- [Work item]: Set down all of the lines below exactly as they are given.

- [Record extracts]:
::::

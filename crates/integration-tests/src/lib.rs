//! Integration tests for the Premium Vape storefront.
//!
//! # Running Tests
//!
//! ```bash
//! cargo test -p premium-vape-integration-tests
//! ```
//!
//! # Test Categories
//!
//! - `cart_properties` - Cart invariants over the public API
//! - `session_flow` - Session, observers and rendering end to end
//!
//! This library holds the shared fixtures.

use std::sync::Arc;

use premium_vape_core::{Price, ProductId};
use premium_vape_storefront::{
    Catalog, ContentStore, EventLog, Product, Renderer, Session, StorefrontConfig,
};

/// A product with only an id and a price.
#[must_use]
pub fn product(id: i32, price: i64) -> Product {
    Product::new(ProductId::new(id), format!("Test product {id}"), Price::new(price))
}

/// A session over the launch catalog with an event log subscribed.
#[must_use]
pub fn session_with_log() -> (Session, EventLog) {
    let mut session = Session::new(Arc::new(Catalog::builtin()), &StorefrontConfig::default());
    let log = EventLog::new();
    session.subscribe(log.clone());
    (session, log)
}

/// A renderer with default configuration and the shipped content.
#[must_use]
pub fn renderer() -> Renderer {
    Renderer::new(StorefrontConfig::default(), ContentStore::builtin())
}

::::

- [Result of the task]:
filename crates/integration-tests/src/lib.rs
//! Integration tests for the Premium Vape storefront.
//!
//! # Running Tests
//!
//! ```bash
//! cargo test -p premium-vape-integration-tests
//! ```
//!
//! # Test Categories
//!
//! - `cart_properties` - Cart invariants over the public API
//! - `session_flow` - Session, observers and rendering end to end
//!
//! This library holds the shared fixtures.

use std::sync::Arc;

use premium_vape_core::{Price, ProductId};
use premium_vape_storefront::{
    Catalog, ContentStore, EventLog, Product, Renderer, Session, StorefrontConfig,
};

/// A product with only an id and a price.
#[must_use]
pub fn product(id: i32, price: i64) -> Product {
    Product::new(ProductId::new(id), format!("Test product {id}"), Price::new(price))
}

/// A session over the launch catalog with an event log subscribed.
#[must_use]
pub fn session_with_log() -> (Session, EventLog) {
    let mut session = Session::new(Arc::new(Catalog::builtin()), &StorefrontConfig::default());
    let log = EventLog::new();
    session.subscribe(log.clone());
    (session, log)
}

/// A renderer with default configuration and the shipped content.
#[must_use]
pub fn renderer() -> Renderer {
    Renderer::new(StorefrontConfig::default(), ContentStore::builtin())
}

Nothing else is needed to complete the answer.